Sadly, compassionate conservatism is now dead as a political label. It's dead among liberals because of the war in Iraq: They equate the term with hypocrisy. It's mostly dead among conservatives because of Bush's refusal to veto any domestic spending bills for six years: They equate the term with big government.

That's ironic, because compassionate conservatism started out as an alternative to big government. Compassionate conservatism started out as the recognition that help to the poor should be challenging, personal, and often spiritual, rather than bureaucratic, enabling, and inevitably secular.

The idea was a challenge to what "compassion" had come to mean: its common sentimental usage (feeling sorry for someone) or its common political one (demonstrate compassion by voting for a multibillion-dollar spending bill that will purportedly help the poor). Both usages opposed the biblical understanding that compassion means the offer of strenuous personal help to someone in need.

It's clear that the Good Samaritan would not have been Christ's model of compassion had he merely felt sorry for the mugged traveler or pushed through a law mandating a Traveler's Rest Area every 10 miles. So 20 years ago I started out on a mad mission to bring back the biblical understanding of compassion, and for a while it seemed to be working. Newt Gingrich, George W. Bush, and others embraced books I wrote during the 1990s with "compassion" in the titles.

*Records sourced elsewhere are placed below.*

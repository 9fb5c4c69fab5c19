//! Anthropic Messages response → `OpenAI` chat completion.

use keygate_types::{GatewayError, ResponseTranslator, Result};
use serde_json::{Value, json};

/// Translator from a complete Anthropic response to the `OpenAI` format.
#[derive(Debug, Clone, Copy, Default)]
pub struct ClaudeToOpenAI;

/// Maps an Anthropic `stop_reason` to an `OpenAI` `finish_reason`.
#[must_use]
pub fn finish_reason(stop_reason: Option<&str>) -> &'static str {
    match stop_reason {
        Some("max_tokens") => "length",
        Some("tool_use") => "tool_calls",
        Some("refusal") => "content_filter",
        _ => "stop",
    }
}

/// `chatcmpl-` prefixed id derived from an Anthropic message id.
#[must_use]
pub fn completion_id(message_id: Option<&str>) -> String {
    format!("chatcmpl-{}", message_id.unwrap_or("unknown"))
}

/// Usage block in `OpenAI` shape from an Anthropic `usage` object.
#[must_use]
pub fn usage(usage: Option<&Value>) -> Value {
    let count = |key: &str| {
        usage
            .and_then(|u| u.get(key))
            .and_then(Value::as_u64)
            .unwrap_or(0)
    };
    let prompt = count("input_tokens") + count("cache_read_input_tokens") + count("cache_creation_input_tokens");
    let completion = count("output_tokens");
    json!({
        "prompt_tokens": prompt,
        "completion_tokens": completion,
        "total_tokens": prompt + completion,
    })
}

impl ResponseTranslator for ClaudeToOpenAI {
    /// # Errors
    ///
    /// Returns [`GatewayError::Translation`] if the body is an Anthropic
    /// error object or has no `content` array.
    fn translate_response(&self, res: Value) -> Result<Value> {
        if res.get("type").and_then(Value::as_str) == Some("error") {
            let msg = res
                .pointer("/error/message")
                .and_then(Value::as_str)
                .unwrap_or("unknown error");
            return Err(GatewayError::Translation(format!("upstream error object: {msg}")));
        }
        let blocks = res
            .get("content")
            .and_then(Value::as_array)
            .ok_or_else(|| GatewayError::Translation("response has no 'content' array".into()))?;

        let mut text = String::new();
        let mut tool_calls = Vec::new();
        for block in blocks {
            match block.get("type").and_then(Value::as_str) {
                Some("text") => text.push_str(block.get("text").and_then(Value::as_str).unwrap_or("")),
                Some("tool_use") => tool_calls.push(json!({
                    "id": block.get("id").cloned().unwrap_or(Value::Null),
                    "type": "function",
                    "function": {
                        "name": block.get("name").cloned().unwrap_or(Value::Null),
                        "arguments": block.get("input").map_or_else(|| "{}".to_string(), Value::to_string),
                    },
                })),
                // thinking, redacted_thinking
                _ => {}
            }
        }

        let mut message = json!({
            "role": "assistant",
            "content": if text.is_empty() && !tool_calls.is_empty() { Value::Null } else { Value::String(text) },
        });
        if !tool_calls.is_empty() {
            message["tool_calls"] = Value::Array(tool_calls);
        }

        Ok(json!({
            "id": completion_id(res.get("id").and_then(Value::as_str)),
            "object": "chat.completion",
            "model": res.get("model").and_then(Value::as_str).unwrap_or("unknown"),
            "choices": [{
                "index": 0,
                "message": message,
                "finish_reason": finish_reason(res.get("stop_reason").and_then(Value::as_str)),
            }],
            "usage": usage(res.get("usage")),
        }))
    }
}

#[cfg(test)]
mod tests {
    use super::*;

    fn sample() -> Value {
        json!({
            "id": "msg_abc123",
            "type": "message",
            "role": "assistant",
            "model": "claude-opus-4-5",
            "content": [
                {"type": "thinking", "thinking": "hmm"},
                {"type": "text", "text": "Hello "},
                {"type": "text", "text": "there!"}
            ],
            "stop_reason": "end_turn",
            "usage": {"input_tokens": 10, "output_tokens": 5}
        })
    }

    #[test]
    fn test_text_blocks_joined() {
        let out = ClaudeToOpenAI.translate_response(sample()).unwrap();
        assert_eq!(out["object"], "chat.completion");
        assert_eq!(out["id"], "chatcmpl-msg_abc123");
        assert_eq!(out["model"], "claude-opus-4-5");
        assert_eq!(out["choices"][0]["message"]["content"], "Hello there!");
        assert_eq!(out["choices"][0]["finish_reason"], "stop");
        assert!(out["choices"][0]["message"].get("tool_calls").is_none());
    }

    #[test]
    fn test_usage_mapping() {
        let mut r = sample();
        r["usage"]["cache_read_input_tokens"] = json!(4);
        let out = ClaudeToOpenAI.translate_response(r).unwrap();
        assert_eq!(out["usage"]["prompt_tokens"], 14);
        assert_eq!(out["usage"]["completion_tokens"], 5);
        assert_eq!(out["usage"]["total_tokens"], 19);
    }

    #[test]
    fn test_tool_use_becomes_tool_calls() {
        let out = ClaudeToOpenAI
            .translate_response(json!({
                "id": "msg_1",
                "model": "claude-sonnet-4-5",
                "content": [{
                    "type": "tool_use",
                    "id": "toolu_1",
                    "name": "get_weather",
                    "input": {"city": "Paris"}
                }],
                "stop_reason": "tool_use"
            }))
            .unwrap();
        let msg = &out["choices"][0]["message"];
        assert!(msg["content"].is_null());
        assert_eq!(msg["tool_calls"][0]["id"], "toolu_1");
        assert_eq!(msg["tool_calls"][0]["function"]["name"], "get_weather");
        let args: Value =
            serde_json::from_str(msg["tool_calls"][0]["function"]["arguments"].as_str().unwrap()).unwrap();
        assert_eq!(args, json!({"city": "Paris"}));
        assert_eq!(out["choices"][0]["finish_reason"], "tool_calls");
    }

    #[test]
    fn test_finish_reasons() {
        assert_eq!(finish_reason(Some("max_tokens")), "length");
        assert_eq!(finish_reason(Some("stop_sequence")), "stop");
        assert_eq!(finish_reason(Some("refusal")), "content_filter");
        assert_eq!(finish_reason(None), "stop");
    }

    #[test]
    fn test_error_object_rejected() {
        let err = ClaudeToOpenAI
            .translate_response(json!({"type": "error", "error": {"message": "overloaded"}}))
            .unwrap_err();
        assert!(err.to_string().contains("overloaded"));
        assert!(ClaudeToOpenAI.translate_response(json!({"id": "x"})).is_err());
    }
}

I still have a GOP 2000 convention button—"I'm a compassionate conservative"—that Team Bush passed out in Philadelphia to delegates and bystanders. Starting in 2001, though, the Bush administration gave a centralist rather than decentralist edge to compassionate conservatism, and in the process damaged it severely.

And yet, a concept dead in Washington is very much alive around the country. I often hear about new mad missions of brave individuals who see a problem regarding education, health, crime or something else, and do not rest until they've used every bit of their mind, heart, soul and strength in an attempt to fix it. What should we call the movement of such individuals? Continued...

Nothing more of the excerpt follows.